(Stored items)

use std::path::PathBuf;

use clap::Parser;
use listree::EmptyListingPolicy;

use crate::application::data::LogLevel;
use crate::cli::ListingArg;

#[derive(Parser, Debug, Clone)]
#[command(version)]
pub struct Cli {
    /// Listing to apply, as `FILE` for the root or `DIR=FILE` for a directory.
    /// Applied in order, so parents must come before their children.
    /// The first `=` always ends `DIR`: a root listing whose file name holds
    /// a `=` must name the root explicitly, as in `/=a=b.txt`.
    #[clap(long = "listing", value_name = "DIR=FILE", required = true)]
    pub listings: Vec<ListingArg>,

    /// Remote path the tree is rooted at
    #[clap(long)]
    pub root: Option<String>,

    /// Path of a file to drag
    #[clap(long, value_name = "PATH", requires = "drop_on")]
    pub drag: Option<String>,

    /// Path of the node to drop the dragged file on
    #[clap(long = "drop", value_name = "PATH", requires = "drag")]
    pub drop_on: Option<String>,

    /// What to do with empty listings: `keep-placeholder` or `confirmed-empty`
    #[clap(long, value_parser = parse_empty_listing_policy)]
    pub empty_listing: Option<EmptyListingPolicy>,

    #[clap(long, short, default_value = "warn", value_enum)]
    pub log_level: LogLevel,

    /// Directory holding `listree.yaml`
    #[clap(long, short, default_value = ".")]
    pub config_dir: PathBuf,
}

fn parse_empty_listing_policy(value: &str) -> Result<EmptyListingPolicy, String> {
    EmptyListingPolicy::from_key(value).ok_or_else(|| {
        format!("expected `keep-placeholder` or `confirmed-empty`, got `{value}`")
    })
}
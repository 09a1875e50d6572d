//! Drag-and-drop of files between directories of a [`FileTree`].
//!
//! Dragging a file produces a [`DragPayload`]; dropping that payload on a
//! node produces a [`TransferIntent`]. Nothing is moved or copied here: the
//! intent is handed to whoever subscribed with
//! [`FileTree::subscribe_transfers`] and carrying it out is their job.

use derive_more::Display;
use futures_channel::mpsc::UnboundedSender;
use hashlink::LinkedHashMap;
use tracing::{debug, info, warn};

use crate::tree::{FileTree, NodeId, NodeKind};

const PATH_FIELD: &str = "path";
const FILENAME_FIELD: &str = "filename";

/// Data carried from the drag source to the drop target.
#[derive(Debug, Clone, PartialEq, Eq, Display)]
#[display("{filename} in {path}")]
pub struct DragPayload {
    /// Directory containing the dragged file.
    pub path: String,
    pub filename: String,
}

impl DragPayload {
    /// Names of the fields a payload is exchanged with.
    pub const FIELDS: [&'static str; 2] = [PATH_FIELD, FILENAME_FIELD];

    pub fn to_fields(&self) -> LinkedHashMap<String, String> {
        let mut fields = LinkedHashMap::new();
        fields.insert(PATH_FIELD.to_string(), self.path.clone());
        fields.insert(FILENAME_FIELD.to_string(), self.filename.clone());
        fields
    }

    /// Rebuilds a payload from named fields. Both fields must be present.
    pub fn from_fields(fields: &LinkedHashMap<String, String>) -> Option<Self> {
        Some(Self {
            path: fields.get(PATH_FIELD)?.clone(),
            filename: fields.get(FILENAME_FIELD)?.clone(),
        })
    }
}

/// Request for an external executor to move a file between directories.
#[derive(Debug, Clone, PartialEq, Eq, Display)]
#[display("{filename} from {source_path} to {destination_path}")]
pub struct TransferIntent {
    pub source_path: String,
    pub filename: String,
    pub destination_path: String,
}

impl FileTree {
    /// Registers the channel transfer intents are published on, replacing any
    /// previous subscriber.
    pub fn subscribe_transfers(&mut self, sender: UnboundedSender<TransferIntent>) {
        self.transfers = Some(sender);
    }

    /// Starts dragging `id`. Only files can be dragged.
    pub fn begin_drag(&self, id: NodeId) -> Option<DragPayload> {
        let node = self.get(id)?;
        if node.kind() != NodeKind::File {
            debug!("Refusing to drag {:?}: it is a {}", node.name(), node.kind());
            return None;
        }

        let payload = DragPayload {
            path: self.absolute_path(node.parent()?)?,
            filename: node.name().to_string(),
        };
        debug!("Dragging {}", payload);
        Some(payload)
    }

    /// Drops `payload` on `target` and publishes the resulting intent.
    ///
    /// Dropping on a file targets the directory containing it. Returns `None`
    /// when `target` does not resolve to a node.
    pub fn drop(&mut self, payload: &DragPayload, target: NodeId) -> Option<TransferIntent> {
        let Some(destination_path) = self.directory_path(target) else {
            debug!("Rejecting drop of {} on stale node {}", payload, target);
            return None;
        };

        let intent = TransferIntent {
            source_path: payload.path.clone(),
            filename: payload.filename.clone(),
            destination_path,
        };
        info!("Transfer requested: {}", intent);
        self.publish(&intent);
        Some(intent)
    }

    /// Like [`FileTree::drop`], for payloads exchanged as named fields.
    pub fn drop_fields(
        &mut self,
        fields: &LinkedHashMap<String, String>,
        target: NodeId,
    ) -> Option<TransferIntent> {
        let Some(payload) = DragPayload::from_fields(fields) else {
            debug!(
                "Rejecting drop with fields {:?}",
                fields.keys().collect::<Vec<_>>()
            );
            return None;
        };
        self.drop(&payload, target)
    }

    fn publish(&mut self, intent: &TransferIntent) {
        let Some(sender) = &self.transfers else {
            return;
        };
        if sender.unbounded_send(intent.clone()).is_err() {
            warn!("Transfer subscriber went away, dropping its channel");
            self.transfers = None;
        }
    }
}

#[cfg(test)]
mod tests {
    use futures::StreamExt;
    use futures_channel::mpsc;
    use rstest::*;

    use super::*;
    use crate::listing::parse;

    const LISTING: &str = "drwxr-xr-x 2 alice staff 4096 Jan 1 12:00 docs\r\n\
                           -rw-r--r-- 1 alice staff 17 Jan 2 09:30 notes.txt\r\n";

    fn alice_tree() -> FileTree {
        let mut tree = FileTree::new("/home/alice");
        let root = tree.root();
        tree.populate(root, parse(LISTING));
        tree
    }

    fn find(tree: &FileTree, path: &str) -> NodeId {
        tree.find_node_by_path(path).unwrap()
    }

    #[test]
    fn end_to_end_drag_and_drop() {
        let mut tree = alice_tree();
        let (sender, mut receiver) = mpsc::unbounded();
        tree.subscribe_transfers(sender);
        let root = tree.root();

        let children = tree.children(root).to_vec();
        assert_eq!(children.len(), 2);
        let docs = children[0];
        let notes = children[1];
        assert_eq!(tree.kind(docs), Some(NodeKind::Directory));
        assert_eq!(tree.children(docs).len(), 1);
        assert_eq!(
            tree.kind(tree.children(docs)[0]),
            Some(NodeKind::Placeholder)
        );
        assert_eq!(tree.kind(notes), Some(NodeKind::File));
        assert_eq!(
            tree.absolute_path(notes).as_deref(),
            Some("/home/alice/notes.txt")
        );

        let payload = tree.begin_drag(notes).unwrap();
        let intent = tree.drop(&payload, docs).unwrap();

        let expected = TransferIntent {
            source_path: "/home/alice".to_string(),
            filename: "notes.txt".to_string(),
            destination_path: "/home/alice/docs".to_string(),
        };
        assert_eq!(intent, expected);
        drop(tree);
        let published = futures::executor::block_on(receiver.next());
        assert_eq!(published, Some(expected));
    }

    #[test]
    fn drag_payload_names_containing_directory() {
        let tree = alice_tree();

        let payload = tree.begin_drag(find(&tree, "/home/alice/notes.txt")).unwrap();

        assert_eq!(payload.path, "/home/alice");
        assert_eq!(payload.filename, "notes.txt");
    }

    #[rstest]
    #[case::root("/home/alice")]
    #[case::directory("/home/alice/docs")]
    fn directories_cannot_be_dragged(#[case] path: &str) {
        let tree = alice_tree();
        assert_eq!(tree.begin_drag(find(&tree, path)), None);
    }

    #[test]
    fn placeholders_cannot_be_dragged() {
        let tree = alice_tree();
        let docs = find(&tree, "/home/alice/docs");
        let placeholder = tree.children(docs)[0];

        assert_eq!(tree.begin_drag(placeholder), None);
    }

    #[test]
    fn dropping_on_a_file_targets_its_directory() {
        let mut tree = alice_tree();
        let docs = find(&tree, "/home/alice/docs");
        tree.populate(docs, parse("-rw-r--r-- 1 alice staff 3 Jan 3 10:00 old.txt\r\n"));
        let payload = tree.begin_drag(find(&tree, "/home/alice/notes.txt")).unwrap();

        let intent = tree
            .drop(&payload, find(&tree, "/home/alice/docs/old.txt"))
            .unwrap();

        assert_eq!(intent.destination_path, "/home/alice/docs");
    }

    #[test]
    fn dropping_on_a_stale_node_is_rejected() {
        let mut tree = alice_tree();
        let (sender, mut receiver) = mpsc::unbounded();
        tree.subscribe_transfers(sender);
        let payload = tree.begin_drag(find(&tree, "/home/alice/notes.txt")).unwrap();
        let docs = find(&tree, "/home/alice/docs");
        let root = tree.root();
        tree.populate(root, parse("-rw-r--r-- 1 alice staff 1 Jan 1 00:00 other\r\n"));

        assert_eq!(tree.drop(&payload, docs), None);
        drop(tree);
        assert_eq!(futures::executor::block_on(receiver.next()), None);
    }

    #[test]
    fn payload_fields_round_trip() {
        let mut tree = alice_tree();
        let payload = tree.begin_drag(find(&tree, "/home/alice/notes.txt")).unwrap();
        let fields = payload.to_fields();

        assert_eq!(
            fields.keys().map(String::as_str).collect::<Vec<_>>(),
            DragPayload::FIELDS
        );
        let docs = find(&tree, "/home/alice/docs");
        let intent = tree.drop_fields(&fields, docs).unwrap();
        assert_eq!(intent.filename, "notes.txt");
    }

    #[rstest]
    #[case::empty(&[])]
    #[case::path_only(&[("path", "/home/alice")])]
    #[case::filename_only(&[("filename", "notes.txt")])]
    #[case::wrong_names(&[("src", "/home/alice"), ("name", "notes.txt")])]
    fn incomplete_payloads_are_rejected(#[case] pairs: &[(&str, &str)]) {
        let mut tree = alice_tree();
        let (sender, mut receiver) = mpsc::unbounded();
        tree.subscribe_transfers(sender);
        let fields = pairs
            .iter()
            .map(|(key, value)| (key.to_string(), value.to_string()))
            .collect::<LinkedHashMap<_, _>>();
        let docs = find(&tree, "/home/alice/docs");

        assert_eq!(tree.drop_fields(&fields, docs), None);
        drop(tree);
        assert_eq!(futures::executor::block_on(receiver.next()), None);
    }

    #[test]
    fn drop_survives_a_closed_subscriber() {
        let mut tree = alice_tree();
        let (sender, receiver) = mpsc::unbounded();
        tree.subscribe_transfers(sender);
        drop(receiver);
        let payload = tree.begin_drag(find(&tree, "/home/alice/notes.txt")).unwrap();
        let docs = find(&tree, "/home/alice/docs");

        assert!(tree.drop(&payload, docs).is_some());
        assert!(tree.transfers.is_none());
    }
}
use futures::StreamExt;
use futures_channel::mpsc::UnboundedReceiver;
use listree::TransferIntent;
use tracing::{debug, info};

/// Stand-in transfer executor: prints every requested transfer instead of
/// performing it. Runs until all senders are gone and returns how many
/// transfers were requested.
pub async fn report_transfers(mut receiver: UnboundedReceiver<TransferIntent>) -> usize {
    debug!("Waiting for transfer requests");
    let mut count = 0;
    while let Some(intent) = receiver.next().await {
        info!("Not performing transfer: {}", intent);
        println!(
            "transfer {} from {} to {}",
            intent.filename, intent.source_path, intent.destination_path
        );
        count += 1;
    }
    count
}
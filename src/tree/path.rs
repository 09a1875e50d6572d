use tracing::debug;

use crate::ext::RemotePathExt;
use crate::tree::{FileTree, NodeId, NodeKind};

impl FileTree {
    /// The absolute path of a node, built from the names of its ancestors.
    ///
    /// Ancestor names that already end in `/` (typically the root) are joined
    /// without adding a second separator. Returns `None` for a stale id.
    pub fn absolute_path(&self, id: NodeId) -> Option<String> {
        self.build_path(id)
    }

    /// The path of the directory a node stands for: files resolve to the
    /// directory containing them, everything else to its own path.
    pub fn directory_path(&self, id: NodeId) -> Option<String> {
        let node = self.get(id)?;
        match node.kind() {
            NodeKind::File => self.build_path(node.parent()?),
            NodeKind::Directory | NodeKind::Placeholder => self.build_path(id),
        }
    }

    fn build_path(&self, anchor: NodeId) -> Option<String> {
        let anchor_node = self.get(anchor)?;
        let mut path = anchor_node.name().to_string();
        let mut ancestor = anchor_node.parent();
        while let Some(current) = ancestor {
            let node = self.get(current)?;
            path = node.name().join_remote(&path);
            ancestor = node.parent();
        }
        Some(path)
    }

    /// Finds the node reached by descending from the root along `path`.
    ///
    /// `path` must start with the root's own name; the rest is split on `/`
    /// and each non-empty segment must exactly match a child's name.
    pub fn find_node_by_path(&self, path: &str) -> Option<NodeId> {
        let root = self.root_node();
        let Some(remainder) = path.strip_prefix(root.name()) else {
            debug!("Path {:?} is outside root {:?}", path, root.name());
            return None;
        };

        remainder
            .remote_segments()
            .try_fold(self.root(), |current, segment| {
                let found = self
                    .children(current)
                    .iter()
                    .copied()
                    .find(|&child| self.get(child).is_some_and(|node| node.name() == segment));
                if found.is_none() {
                    debug!("No entry named {:?} while resolving {:?}", segment, path);
                }
                found
            })
    }
}
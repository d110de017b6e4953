//! Live-tunable gallery parameters.
//!
//! A `ControlSettings` is a flat, ordered mapping of named numeric parameters.
//! Each parameter carries the min/max/step its range input uses; `set` clamps
//! to that range and nothing else validates values. Settings are read by the
//! per-frame updater every tick, so a change is visible on the next frame.

use serde::Serialize;
use serde_json::{Map, Number, Value};

/// Static description of one tunable parameter.
#[derive(Clone, Copy, Debug)]
pub struct ParamSpec {
    /// Key as shown in the panel and in the exported JSON.
    pub name: &'static str,
    pub min: f32,
    pub max: f32,
    pub step: f32,
    pub default: f32,
}

impl ParamSpec {
    const fn new(name: &'static str, min: f32, max: f32, step: f32, default: f32) -> Self {
        Self { name, min, max, step, default }
    }
}

#[derive(Clone, Debug)]
struct Param {
    spec: ParamSpec,
    value: f32,
}

/// Ordered set of live parameters for one gallery instance.
#[derive(Clone, Debug, Default)]
pub struct ControlSettings {
    params: Vec<Param>,
}

const STACK_SPECS: &[ParamSpec] = &[
    ParamSpec::new("spacing", -5.0, 10.0, 0.1, 1.0),
    ParamSpec::new("yOffset", -5.0, 10.0, 0.1, 1.0),
    ParamSpec::new("xRotation", -5.0, 10.0, 0.1, 0.0),
    ParamSpec::new("moveSpeed", -5.0, 10.0, 0.1, 0.008),
    ParamSpec::new("cycleSeconds", 0.5, 10.0, 0.1, 3.0),
    ParamSpec::new("cameraX", -20.0, 20.0, 0.1, 10.0),
    ParamSpec::new("cameraY", -20.0, 20.0, 0.1, 10.0),
    ParamSpec::new("cameraZ", -20.0, 20.0, 0.1, 10.0),
    ParamSpec::new("brightness", 0.0, 2.0, 0.05, 1.05),
];

const WAVE_SPECS: &[ParamSpec] = &[
    ParamSpec::new("waveAmplitude", 0.0, 10.0, 0.1, 1.4),
    ParamSpec::new("waveFrequency", 0.0, 10.0, 0.1, 6.2),
    ParamSpec::new("waveSpeed", 0.0, 10.0, 0.1, 0.1),
    ParamSpec::new("spacing", 0.0, 10.0, 0.1, 1.2),
    ParamSpec::new("yOffset", 0.0, 10.0, 0.1, 0.0),
    ParamSpec::new("cameraX", -20.0, 40.0, 0.1, 6.7),
    ParamSpec::new("cameraY", -20.0, 40.0, 0.1, 15.7),
    ParamSpec::new("cameraZ", -20.0, 40.0, 0.1, -6.3),
    ParamSpec::new("brightness", 0.0, 2.0, 0.05, 0.8),
    ParamSpec::new("oceanicScale", 0.0, 5.0, 0.1, 4.1),
];

impl ControlSettings {
    fn from_specs(specs: &[ParamSpec]) -> Self {
        Self {
            params: specs
                .iter()
                .map(|spec| Param { spec: *spec, value: spec.default })
                .collect(),
        }
    }

    /// Parameters for the card-stack gallery.
    pub fn stack() -> Self {
        Self::from_specs(STACK_SPECS)
    }

    /// Parameters for the ocean-wave gallery.
    pub fn wave() -> Self {
        Self::from_specs(WAVE_SPECS)
    }

    /// Variants without a settings panel.
    pub fn empty() -> Self {
        Self { params: Vec::new() }
    }

    /// Current value of a parameter, or its fallback if this variant does not
    /// expose the name.
    pub fn value_or(&self, name: &str, fallback: f32) -> f32 {
        self.params
            .iter()
            .find(|p| p.spec.name == name)
            .map(|p| p.value)
            .unwrap_or(fallback)
    }

    /// Current value of a parameter known to exist for this variant.
    pub fn value(&self, name: &str) -> f32 {
        self.value_or(name, 0.0)
    }

    /// Set a parameter, clamping to its declared range. Returns false for an
    /// unknown name.
    pub fn set(&mut self, name: &str, value: f32) -> bool {
        match self.params.iter_mut().find(|p| p.spec.name == name) {
            Some(p) => {
                p.value = value.clamp(p.spec.min, p.spec.max);
                true
            }
            None => false,
        }
    }

    /// Specs in declaration order, for building a settings panel.
    pub fn specs(&self) -> impl Iterator<Item = &ParamSpec> {
        self.params.iter().map(|p| &p.spec)
    }

    pub fn is_empty(&self) -> bool {
        self.params.is_empty()
    }

    /// Serialize the current values as a JSON object keyed by parameter name,
    /// in declaration order. This is the "copy settings" payload.
    pub fn to_json(&self) -> String {
        let mut map = Map::new();
        for p in &self.params {
            let num = Number::from_f64(p.value as f64).unwrap_or_else(|| Number::from(0));
            map.insert(p.spec.name.to_string(), Value::Number(num));
        }
        serde_json::to_string_pretty(&Value::Object(map)).unwrap_or_else(|_| "{}".to_string())
    }

    /// Describe every parameter (name, range, step, current value) as a JSON
    /// array, for hosts building a settings panel.
    pub fn specs_json(&self) -> String {
        #[derive(Serialize)]
        struct Row<'a> {
            name: &'a str,
            min: f32,
            max: f32,
            step: f32,
            value: f32,
        }
        let rows: Vec<Row> = self
            .params
            .iter()
            .map(|p| Row {
                name: p.spec.name,
                min: p.spec.min,
                max: p.spec.max,
                step: p.spec.step,
                value: p.value,
            })
            .collect();
        serde_json::to_string(&rows).unwrap_or_else(|_| "[]".to_string())
    }

    /// Apply values from a JSON object produced by [`to_json`] (or edited by
    /// hand). Unknown keys are ignored; known keys are clamped as usual.
    /// Returns the number of parameters applied.
    pub fn apply_json(&mut self, json: &str) -> anyhow::Result<usize> {
        let map: Map<String, Value> = serde_json::from_str(json)?;
        let mut applied = 0;
        for (key, value) in &map {
            if let Some(v) = value.as_f64() {
                if self.set(key, v as f32) {
                    applied += 1;
                }
            }
        }
        Ok(applied)
    }
}

#[cfg(test)]
mod tests {
    use super::*;

    #[test]
    fn test_stack_defaults() {
        let s = ControlSettings::stack();
        assert_eq!(s.value("spacing"), 1.0);
        assert_eq!(s.value("moveSpeed"), 0.008);
        assert_eq!(s.value("cycleSeconds"), 3.0);
        assert_eq!(s.value("brightness"), 1.05);
    }

    #[test]
    fn test_wave_defaults() {
        let s = ControlSettings::wave();
        assert_eq!(s.value("waveAmplitude"), 1.4);
        assert_eq!(s.value("cameraZ"), -6.3);
        assert_eq!(s.value("oceanicScale"), 4.1);
    }

    #[test]
    fn test_set_clamps_to_range() {
        let mut s = ControlSettings::stack();
        assert!(s.set("brightness", 99.0));
        assert_eq!(s.value("brightness"), 2.0);
        assert!(s.set("cameraX", -999.0));
        assert_eq!(s.value("cameraX"), -20.0);
    }

    #[test]
    fn test_set_unknown_name() {
        let mut s = ControlSettings::wave();
        assert!(!s.set("nope", 1.0));
        assert_eq!(s.value_or("nope", 7.0), 7.0);
    }

    #[test]
    fn test_json_round_trip() {
        let mut s = ControlSettings::wave();
        s.set("waveAmplitude", 2.5);
        let json = s.to_json();
        assert!(json.contains("\"waveAmplitude\""));

        let mut other = ControlSettings::wave();
        let applied = other.apply_json(&json).unwrap();
        assert_eq!(applied, WAVE_SPECS.len());
        assert_eq!(other.value("waveAmplitude"), 2.5);
    }

    #[test]
    fn test_apply_json_clamps_and_skips_unknown() {
        let mut s = ControlSettings::stack();
        let applied = s
            .apply_json(r#"{"brightness": 5.0, "mystery": 1.0}"#)
            .unwrap();
        assert_eq!(applied, 1);
        assert_eq!(s.value("brightness"), 2.0);
    }

    #[test]
    fn test_specs_json_lists_every_param() {
        let s = ControlSettings::stack();
        let rows: Vec<serde_json::Value> = serde_json::from_str(&s.specs_json()).unwrap();
        assert_eq!(rows.len(), STACK_SPECS.len());
        assert_eq!(rows[0]["name"], "spacing");
        assert_eq!(rows[0]["min"], -5.0);
    }

    #[test]
    fn test_empty_settings() {
        let s = ControlSettings::empty();
        assert!(s.is_empty());
        assert_eq!(s.to_json(), "{}");
    }
}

- _Activity_
Repeat the entries above verbatim, but only from the line that has "#[clap(long)]" down to the line that has "fn parse_empty_listing_policy(value: &str)", inclusive.

- _Problem solution_
    #[clap(long)]
    pub root: Option<String>,

    /// Path of a file to drag
    #[clap(long, value_name = "PATH", requires = "drop_on")]
    pub drag: Option<String>,

    /// Path of the node to drop the dragged file on
    #[clap(long = "drop", value_name = "PATH", requires = "drag")]
    pub drop_on: Option<String>,

    /// What to do with empty listings: `keep-placeholder` or `confirmed-empty`
    #[clap(long, value_parser = parse_empty_listing_policy)]
    pub empty_listing: Option<EmptyListingPolicy>,

    #[clap(long, short, default_value = "warn", value_enum)]
    pub log_level: LogLevel,

    /// Directory holding `listree.yaml`
    #[clap(long, short, default_value = ".")]
    pub config_dir: PathBuf,
}

fn parse_empty_listing_policy(value: &str) -> Result<EmptyListingPolicy, String> {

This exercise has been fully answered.